### What to work on
Scan the material and copy every line in which "SeatProfile" appears.

### Supplied data
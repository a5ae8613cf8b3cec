use std::{fmt::Display, sync::Arc};

use crate::{
    agent::Agent,
    game::{NUM_SEATS, POWERS},
    protocol::Connection,
    simulator::SeatProfile,
};

/// An agent in a seat, with the connection it plays through if any.
///
/// `connection == None` means the seat is simulated locally, without wire traffic.
#[derive(Debug, Clone)]
pub struct Seat {
    pub agent: Arc<Agent>,
    pub connection: Option<Arc<Connection>>,
}

/// The seven seats of a match: the subject in seat 0, the opponent in every other seat.
#[derive(Debug, Clone)]
pub struct PlayerSlot {
    seats: Vec<Seat>,
}

impl PlayerSlot {
    pub fn new(subject: Arc<Agent>, opponent: Arc<Agent>) -> Self {
        let mut seats = Vec::with_capacity(NUM_SEATS);
        seats.push(Seat {
            agent: subject,
            connection: None,
        });
        seats.extend((1..NUM_SEATS).map(|_| Seat {
            agent: opponent.clone(),
            connection: None,
        }));
        PlayerSlot { seats }
    }

    pub fn seats(&self) -> &[Seat] {
        &self.seats
    }

    /// Index of the first protocol-capable seat, scanning from seat 0.
    pub fn first_protocol_seat(&self) -> Option<usize> {
        self.seats
            .iter()
            .position(|seat| seat.agent.is_protocol_capable())
    }

    /// Give `connection` to `seat`. Any connection previously held by another seat is dropped,
    /// so at most one seat is ever connected.
    pub fn attach(&mut self, seat: usize, connection: Connection) {
        for s in self.seats.iter_mut() {
            s.connection = None;
        }
        self.seats[seat].connection = Some(Arc::new(connection));
    }

    /// The seat issuing remote calls, if any.
    pub fn connected_seat(&self) -> Option<(usize, &Seat)> {
        self.seats
            .iter()
            .enumerate()
            .find(|(_, seat)| seat.connection.is_some())
    }

    pub fn profiles(&self) -> Vec<SeatProfile> {
        self.seats
            .iter()
            .map(|seat| SeatProfile::from(seat.agent.as_ref()))
            .collect()
    }
}

/// `1[subject]v6[opponent]`
impl Display for PlayerSlot {
    fn fmt(&self, f: &mut std::fmt::Formatter<'_>) -> std::fmt::Result {
        let subject = &self.seats[0].agent.name;
        let opponent = &self.seats[NUM_SEATS - 1].agent.name;
        write!(f, "1[{subject}]v{}[{opponent}]", POWERS.len() - 1)
    }
}

#[cfg(test)]
mod tests {
    use super::*;
    use crate::agent::{Capability, PlayStyle};

    fn agent(name: &str, capability: Capability) -> Arc<Agent> {
        Arc::new(Agent::new(name, capability, PlayStyle::Random))
    }

    #[test]
    fn subject_takes_first_seat() {
        let slot = PlayerSlot::new(
            agent("dumbbot", Capability::Local),
            agent("random", Capability::Local),
        );
        assert_eq!(slot.seats().len(), 7);
        assert_eq!(slot.seats()[0].agent.name, "dumbbot");
        assert!(slot.seats()[1..].iter().all(|s| s.agent.name == "random"));
        assert_eq!(slot.to_string(), "1[dumbbot]v6[random]");
        assert!(slot.first_protocol_seat().is_none());
        assert!(slot.connected_seat().is_none());
    }

    #[test]
    fn first_protocol_seat_scans_left_to_right() {
        let slot = PlayerSlot::new(
            agent("dumbbot", Capability::Local),
            agent("daide_random", Capability::Protocol),
        );
        assert_eq!(slot.first_protocol_seat(), Some(1));

        let slot = PlayerSlot::new(
            agent("daide_dumbbot", Capability::Protocol),
            agent("daide_random", Capability::Protocol),
        );
        assert_eq!(slot.first_protocol_seat(), Some(0));
    }
}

### Result of this exercise
    simulator::SeatProfile,
    pub fn profiles(&self) -> Vec<SeatProfile> {
            .map(|seat| SeatProfile::from(seat.agent.as_ref()))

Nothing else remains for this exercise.